To meditate in the Soto Zen tradition, as best as I can articulate, has no goal or outcome: sit still and observe what arises, teachers tell us. Thoughts, feelings, sensations, be a witness to all that comes into awareness. Welcome everything and escort your attention to the next breath — inhale, turn-around, exhale. Take refuge in the breath, in the place and instant where everything begins and everything ends. Where nothing exists, no pain, no joy, mere emptiness.

Notes: The subject line is a fragment from a Van Morrison song, “In the days before rock ‘n’ roll / when we let the goldfish go / before, before …” (Enlightenment album 1990). The word refuge stems from Latin refugium, “place to flee back to” also “safe haven.” image: I took this on last year’s hike on the Camino near the German-Luxembourg border. During the Black Death (ca. 1348) villagers would leave food and messages at this tiny chapel for those afflicted by the plague.  

camino snippets

Got lost today. “Lost” is of course relative if you set out to make the walk itself the purpose, not the getting-there. Still, after walking (mostly uphill) for three hours, it comes as a bit of a shock to recognize the wayside little chapel (do they all look alike?) as the one you stood in front off the previous evening and to read on a nearby marker that the village you left two days ago is a mere 4K away? Yikes! How did that happen? Or, better, where to from here?

The drawback of having left the fancy topographical map somewhere (lost on day one) and eschewed the carrying of a compass (“no need, all you have to do is keep an eye on the river”) is that both would have come in handy at that moment! Not having met a single human being all morning, chances were slim to ask a farmer or hiker for directions.

Instead, I sat down, drank some water, ate hazelnut chocolate, chuckled and got up to retrace my steps to the nearest fork in the road. Downhill, at least. The rest of the day turned into a bit of a fiasco: walking alongside a busy thoroughfare (drivers tend to ignore roadside pedestrian walking a mere hand’s width from their speeding Auto); stomping across muddy fields and gathering a kilo of clay on each boot; a sudden and steady downpour undisturbed by the shower-proof qualities of my anorak; sliding down a vineyard so steep that I had to dig in my heels and self-made hazelnut walking sticks lest the slate-strewn path between rows of vines became a death slide; and finally allowing myself to wait for a local bus (the kind that stops at every big tree in every village up and down the river), filled with noisy schoolkids, none of whom seemed to have received the memo about offering a seat to an older person. But the bus was dry and the driver kind enough to point out a village café where they served delicious lentil soup and purple-plum cake while I waited for the connecting bus.
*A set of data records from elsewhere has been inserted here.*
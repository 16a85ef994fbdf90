//! Credential acquisition for endpoint authentication
//!
//! The coordination layer asks a [`CredentialProvider`] for secrets exactly
//! once per connect or reconnect attempt and hands them straight to
//! [`RemoteEndpoint::authenticate`](crate::backend::RemoteEndpoint::authenticate).

use async_trait::async_trait;
use std::collections::HashMap;
use std::fmt;
use tokio::process::Command;
use tracing::{debug, info};

use crate::backend::EndpointKey;
use crate::config::{AccountConfig, PasswordSource};
use crate::types::error::SyncError;

/// Secret material for one endpoint
#[derive(Clone, PartialEq, Eq)]
pub struct Credentials {
    pub username: String,
    pub secret: String,
}

impl fmt::Debug for Credentials {
    fn fmt(&self, f: &mut fmt::Formatter<'_>) -> fmt::Result {
        f.debug_struct("Credentials")
            .field("username", &self.username)
            .field("secret", &"<redacted>")
            .finish()
    }
}

#[async_trait]
pub trait CredentialProvider: Send + Sync {
    async fn credentials(&self, endpoint: &EndpointKey) -> Result<Credentials, SyncError>;
}

/// Resolves credentials from the configured accounts
pub struct ConfigCredentials {
    accounts: HashMap<String, (String, PasswordSource)>,
}

impl ConfigCredentials {
    pub fn new(accounts: &[AccountConfig]) -> Self {
        let accounts = accounts
            .iter()
            .map(|a| (a.id.clone(), (a.username.clone(), a.password.clone())))
            .collect();
        Self { accounts }
    }

    /// Get or resolve password from PasswordSource
    async fn resolve_password(source: &PasswordSource) -> Result<String, SyncError> {
        match source {
            PasswordSource::Raw(password) => Ok(password.clone()),
            PasswordSource::Command { command } => {
                info!("Executing password command");
                let output = Command::new("sh")
                    .arg("-c")
                    .arg(command)
                    .output()
                    .await
                    .map_err(|e| {
                        SyncError::Credential(format!("Failed to run password command: {}", e))
                    })?;

                if !output.status.success() {
                    return Err(SyncError::Credential(
                        "Password command failed".to_string(),
                    ));
                }

                Ok(String::from_utf8_lossy(&output.stdout).trim().to_string())
            }
        }
    }
}

#[async_trait]
impl CredentialProvider for ConfigCredentials {
    async fn credentials(&self, endpoint: &EndpointKey) -> Result<Credentials, SyncError> {
        let (username, source) = self.accounts.get(&endpoint.account_id).ok_or_else(|| {
            SyncError::Credential(format!("No credentials for account {}", endpoint.account_id))
        })?;

        let secret = Self::resolve_password(source).await?;
        debug!("Resolved credentials for {}", endpoint);

        Ok(Credentials {
            username: username.clone(),
            secret,
        })
    }
}

#[cfg(test)]
mod tests {
    use super::*;
    use crate::backend::ServiceKind;

    fn account(id: &str, password: PasswordSource) -> AccountConfig {
        AccountConfig {
            id: id.to_string(),
            service: ServiceKind::Imap,
            username: format!("{}@example.com", id),
            password,
            folders: vec!["INBOX".to_string()],
        }
    }

    #[tokio::test]
    async fn test_raw_password() {
        let provider = ConfigCredentials::new(&[account("acct1", PasswordSource::Raw("s3cret".into()))]);
        let creds = provider
            .credentials(&EndpointKey::new(ServiceKind::Imap, "acct1"))
            .await
            .unwrap();
        assert_eq!(creds.username, "acct1@example.com");
        assert_eq!(creds.secret, "s3cret");
    }

    #[tokio::test]
    async fn test_command_password() {
        let provider = ConfigCredentials::new(&[account(
            "acct1",
            PasswordSource::Command {
                command: "echo '  from-command  '".into(),
            },
        )]);
        let creds = provider
            .credentials(&EndpointKey::new(ServiceKind::Imap, "acct1"))
            .await
            .unwrap();
        assert_eq!(creds.secret, "from-command");
    }

    #[tokio::test]
    async fn test_failing_command() {
        let provider = ConfigCredentials::new(&[account(
            "acct1",
            PasswordSource::Command {
                command: "exit 3".into(),
            },
        )]);
        let err = provider
            .credentials(&EndpointKey::new(ServiceKind::Imap, "acct1"))
            .await
            .unwrap_err();
        assert!(matches!(err, SyncError::Credential(_)));
    }

    #[tokio::test]
    async fn test_unknown_account() {
        let provider = ConfigCredentials::new(&[]);
        let err = provider
            .credentials(&EndpointKey::new(ServiceKind::Imap, "ghost"))
            .await
            .unwrap_err();
        assert!(matches!(err, SyncError::Credential(_)));
    }

    #[test]
    fn test_debug_redacts_secret() {
        let creds = Credentials {
            username: "jane".into(),
            secret: "hunter2".into(),
        };
        assert!(!format!("{:?}", creds).contains("hunter2"));
    }
}
//! In-process store and loopback endpoint
//!
//! `MemoryStore` is a complete [`LocalStore`] over ordered maps.
//! `MemoryRemote` behaves like a remote mailbox without a wire: it tracks
//! session state, enforces the configured password and records the size of
//! every listing request so batching limits can be verified.

use async_trait::async_trait;
use std::collections::{BTreeMap, HashMap};
use std::ops::Bound;
use std::sync::atomic::{AtomicBool, AtomicUsize, Ordering};
use std::sync::{Mutex, MutexGuard, PoisonError, RwLock};
use tracing::debug;

use super::LocalStore;
use crate::backend::{EndpointKey, FlagChange, RemoteEndpoint};
use crate::credentials::Credentials;
use crate::types::{FolderKey, Message, Result, SequenceId, SyncError};

type FolderMap = HashMap<FolderKey, BTreeMap<SequenceId, Message>>;

fn lock<T>(mutex: &Mutex<T>) -> MutexGuard<'_, T> {
    mutex.lock().unwrap_or_else(PoisonError::into_inner)
}

#[derive(Default)]
pub struct MemoryStore {
    folders: tokio::sync::RwLock<FolderMap>,
}

impl MemoryStore {
    pub fn new() -> Self {
        Self::default()
    }

    /// Snapshot of a folder, newest first.
    pub async fn messages(&self, folder: &FolderKey) -> Vec<Message> {
        let folders = self.folders.read().await;
        folders
            .get(folder)
            .map(|m| m.values().rev().cloned().collect())
            .unwrap_or_default()
    }

    pub async fn len(&self, folder: &FolderKey) -> usize {
        let folders = self.folders.read().await;
        folders.get(folder).map(|m| m.len()).unwrap_or(0)
    }
}

#[async_trait]
impl LocalStore for MemoryStore {
    async fn latest_message(&self, folder: &FolderKey) -> Result<Option<Message>> {
        let folders = self.folders.read().await;
        Ok(folders
            .get(folder)
            .and_then(|m| m.range(SequenceId(1)..).next_back().map(|(_, v)| v.clone())))
    }

    async fn earliest_message(&self, folder: &FolderKey) -> Result<Option<Message>> {
        let folders = self.folders.read().await;
        Ok(folders.get(folder).and_then(|m| {
            m.range(SequenceId(1)..)
                .next()
                .map(|(_, message)| message.clone())
        }))
    }

    async fn messages_in_range(
        &self,
        folder: &FolderKey,
        min: SequenceId,
        max_exclusive: SequenceId,
    ) -> Result<Vec<Message>> {
        if max_exclusive <= min {
            return Ok(Vec::new());
        }
        let folders = self.folders.read().await;
        Ok(folders
            .get(folder)
            .map(|m| m.range(min..max_exclusive).map(|(_, v)| v.clone()).collect())
            .unwrap_or_default())
    }

    async fn apply_adds(&self, messages: &[Message]) -> Result<()> {
        let mut folders = self.folders.write().await;
        for message in messages {
            folders
                .entry(message.folder.clone())
                .or_default()
                .insert(message.id, message.clone());
        }
        Ok(())
    }

    async fn apply_updates(&self, messages: &[Message]) -> Result<()> {
        let mut folders = self.folders.write().await;
        for message in messages {
            if let Some(cached) = folders
                .get_mut(&message.folder)
                .and_then(|m| m.get_mut(&message.id))
            {
                cached.is_read = message.is_read;
                cached.is_flagged = message.is_flagged;
            }
        }
        Ok(())
    }

    async fn apply_deletes(&self, messages: &[Message]) -> Result<()> {
        let mut folders = self.folders.write().await;
        for message in messages {
            if let Some(m) = folders.get_mut(&message.folder) {
                m.remove(&message.id);
            }
        }
        Ok(())
    }
}

pub struct MemoryRemote {
    key: EndpointKey,
    password: Option<String>,
    folders: RwLock<FolderMap>,
    connected: AtomicBool,
    authenticated: AtomicBool,
    connects: AtomicUsize,
    listings_until_drop: AtomicUsize,
    listing_requests: Mutex<Vec<usize>>,
    range_requests: Mutex<Vec<(SequenceId, usize)>>,
}

impl MemoryRemote {
    pub fn new(key: EndpointKey) -> Self {
        Self {
            key,
            password: None,
            folders: RwLock::new(HashMap::new()),
            connected: AtomicBool::new(false),
            authenticated: AtomicBool::new(false),
            connects: AtomicUsize::new(0),
            listings_until_drop: AtomicUsize::new(0),
            listing_requests: Mutex::new(Vec::new()),
            range_requests: Mutex::new(Vec::new()),
        }
    }

    /// Only accept this secret when authenticating.
    pub fn with_password(mut self, password: impl Into<String>) -> Self {
        self.password = Some(password.into());
        self
    }

    fn folders(&self) -> std::sync::RwLockReadGuard<'_, FolderMap> {
        self.folders.read().unwrap_or_else(PoisonError::into_inner)
    }

    fn folders_mut(&self) -> std::sync::RwLockWriteGuard<'_, FolderMap> {
        self.folders.write().unwrap_or_else(PoisonError::into_inner)
    }

    /// Make a folder exist even when it holds no messages.
    pub fn create_folder(&self, folder: &FolderKey) {
        self.folders_mut().entry(folder.clone()).or_default();
    }

    pub fn insert(&self, message: Message) {
        self.folders_mut()
            .entry(message.folder.clone())
            .or_default()
            .insert(message.id, message);
    }

    pub fn remove(&self, folder: &FolderKey, id: SequenceId) -> Option<Message> {
        self.folders_mut().get_mut(folder).and_then(|m| m.remove(&id))
    }

    /// Snapshot of a folder, newest first.
    pub fn messages(&self, folder: &FolderKey) -> Vec<Message> {
        self.folders()
            .get(folder)
            .map(|m| m.values().rev().cloned().collect())
            .unwrap_or_default()
    }

    /// Simulate the server closing the session.
    pub fn drop_connection(&self) {
        self.connected.store(false, Ordering::SeqCst);
        self.authenticated.store(false, Ordering::SeqCst);
    }

    /// Close the session while serving the `n`th listing from now, which
    /// then fails with a connection error. Zero disarms.
    pub fn drop_connection_on_listing(&self, n: usize) {
        self.listings_until_drop.store(n, Ordering::SeqCst);
    }

    pub fn connect_count(&self) -> usize {
        self.connects.load(Ordering::SeqCst)
    }

    /// `max_count` of every `fetch_older_than` call, in call order.
    pub fn listing_requests(&self) -> Vec<usize> {
        lock(&self.listing_requests).clone()
    }

    /// `(from, count)` of every `fetch_range` call, in call order.
    pub fn range_requests(&self) -> Vec<(SequenceId, usize)> {
        lock(&self.range_requests).clone()
    }

    fn ensure_session(&self) -> Result<()> {
        if self.connected.load(Ordering::SeqCst) && self.authenticated.load(Ordering::SeqCst) {
            Ok(())
        } else {
            Err(SyncError::Connection(format!("{} is not connected", self.key)))
        }
    }

    fn missing_folder(folder: &FolderKey) -> SyncError {
        SyncError::RemoteObjectMissing(format!("folder {}", folder))
    }
}

#[async_trait]
impl RemoteEndpoint for MemoryRemote {
    fn key(&self) -> &EndpointKey {
        &self.key
    }

    async fn is_connected(&self) -> bool {
        self.ensure_session().is_ok()
    }

    async fn connect(&self) -> Result<()> {
        self.connects.fetch_add(1, Ordering::SeqCst);
        self.connected.store(true, Ordering::SeqCst);
        debug!(endpoint = %self.key, "loopback connected");
        Ok(())
    }

    async fn authenticate(&self, credentials: &Credentials) -> Result<()> {
        if !self.connected.load(Ordering::SeqCst) {
            return Err(SyncError::Connection(format!("{} is not connected", self.key)));
        }
        if let Some(expected) = &self.password {
            if &credentials.secret != expected {
                return Err(SyncError::Authentication(format!(
                    "credentials rejected for {}",
                    credentials.username
                )));
            }
        }
        self.authenticated.store(true, Ordering::SeqCst);
        Ok(())
    }

    async fn disconnect(&self) {
        self.drop_connection();
    }

    async fn fetch_older_than(
        &self,
        folder: &FolderKey,
        from_exclusive: SequenceId,
        max_count: usize,
    ) -> Result<Vec<Message>> {
        self.ensure_session()?;
        lock(&self.listing_requests).push(max_count);

        let countdown = self
            .listings_until_drop
            .fetch_update(Ordering::SeqCst, Ordering::SeqCst, |n| n.checked_sub(1));
        if countdown == Ok(1) {
            self.drop_connection();
            return Err(SyncError::Connection(format!("{} closed the connection", self.key)));
        }

        let folders = self.folders();
        let messages = folders.get(folder).ok_or_else(|| Self::missing_folder(folder))?;
        if from_exclusive <= SequenceId(1) {
            return Ok(Vec::new());
        }
        Ok(messages
            .range((Bound::Included(SequenceId(1)), Bound::Excluded(from_exclusive)))
            .rev()
            .take(max_count)
            .map(|(_, m)| m.clone())
            .collect())
    }

    async fn fetch_range(
        &self,
        folder: &FolderKey,
        from: SequenceId,
        count: usize,
    ) -> Result<Vec<Message>> {
        self.ensure_session()?;
        lock(&self.range_requests).push((from, count));

        let folders = self.folders();
        let messages = folders.get(folder).ok_or_else(|| Self::missing_folder(folder))?;
        Ok(messages
            .range(from..)
            .take_while(|(id, _)| (id.0 as u64) < from.0 as u64 + count as u64)
            .map(|(_, m)| m.clone())
            .collect())
    }

    async fn store_flags(
        &self,
        folder: &FolderKey,
        ids: &[SequenceId],
        change: FlagChange,
    ) -> Result<()> {
        self.ensure_session()?;

        let mut folders = self.folders_mut();
        let messages = folders
            .get_mut(folder)
            .ok_or_else(|| Self::missing_folder(folder))?;
        if let Some(missing) = ids.iter().find(|id| !messages.contains_key(*id)) {
            return Err(SyncError::RemoteObjectMissing(format!(
                "message {} in {}",
                missing, folder
            )));
        }
        for id in ids {
            if let Some(message) = messages.get_mut(id) {
                change.apply(message);
            }
        }
        Ok(())
    }
}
Finally arrived in Trier, Germany’s oldest city (founded by Romans in 16 BC). A little culture shock: well-dressed throngs, name-brand boutiques, McD’s and Subway. Oodles of outdoor cafés under sunny skies — felt right at home in my mud-splattered garb and bright-yellow pack. The Tourist Office could find just one vacant room at € 66 (in contrast to the average of € 27 I’ve been paying in villages along the way). While trying to find said hotel, I did the un-manly thing of asking for directions and a kind gent offered to take me to his local pub (run by a Yugoslavian family) where they gave me a room for € 25/night, with shower and WC down the hall, TV with all the channels. And when they say single room, the mean a bed for one narrow person. Once more, all’s well. May your day go well.

taking half a day off

How wonderful! Walked for a little more than 3 hours, mostly uphill over steep hills bordering the Mosel River. This was one of the rare times where the pilgrim’s path didn’t follow the curves of the river (as shown on yesterday’s map), but up one side of the Hunsrück Mountains and down the other. Hard work and what a way to feel strength and endurance, seeing the effects of 4 months of thrice-weekly training: grâce à Mylene.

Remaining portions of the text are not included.